● **Exercise goal**: Look through the data below and return each line where "HTTP" appears.

● **Information shown**:
#####

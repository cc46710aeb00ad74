//! Resolver call duration metrics — spec.md §4.6, §9.
//!
//! One histogram, one label per endpoint. Registered once via
//! `once_cell` and observed, in seconds, around every resolver HTTP
//! call. No repo in the reference pack depends on `prometheus` directly
//! — see DESIGN.md's dependency-stack notes for why it's used anyway.

use once_cell::sync::Lazy;
use prometheus::{register_histogram_vec, HistogramVec};

/// Endpoint labels, as enumerated in spec.md §4.6/§9.
pub const LABEL_TDOA_SINGLE: &str = "v2_tdoa_single";
pub const LABEL_TDOA_MULTI: &str = "v2_tdoa_multi";
pub const LABEL_RSSI_SINGLE: &str = "v2_rssi_single";
pub const LABEL_RSSI_MULTI: &str = "v2_rssi_multi";
pub const LABEL_WIFI_TDOA_SINGLE: &str = "v2_wifi_tdoa_single";
pub const LABEL_GNSS_LR1110_SINGLE: &str = "v3_gnss_rl1110_single";

static RESOLVER_REQUEST_DURATION: Lazy<HistogramVec> = Lazy::new(|| {
    register_histogram_vec!(
        "geoloc_resolver_request_duration_seconds",
        "Duration of geolocation resolver HTTP requests, by endpoint",
        &["endpoint"]
    )
    .expect("geoloc_resolver_request_duration_seconds histogram registers exactly once")
});

/// Record `duration` against `endpoint`'s histogram.
pub fn observe_request_duration(endpoint: &str, duration: std::time::Duration) {
    RESOLVER_REQUEST_DURATION
        .with_label_values(&[endpoint])
        .observe(duration.as_secs_f64());
}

#####

● **Answer below**:
//! `once_cell` and observed, in seconds, around every resolver HTTP
        "Duration of geolocation resolver HTTP requests, by endpoint",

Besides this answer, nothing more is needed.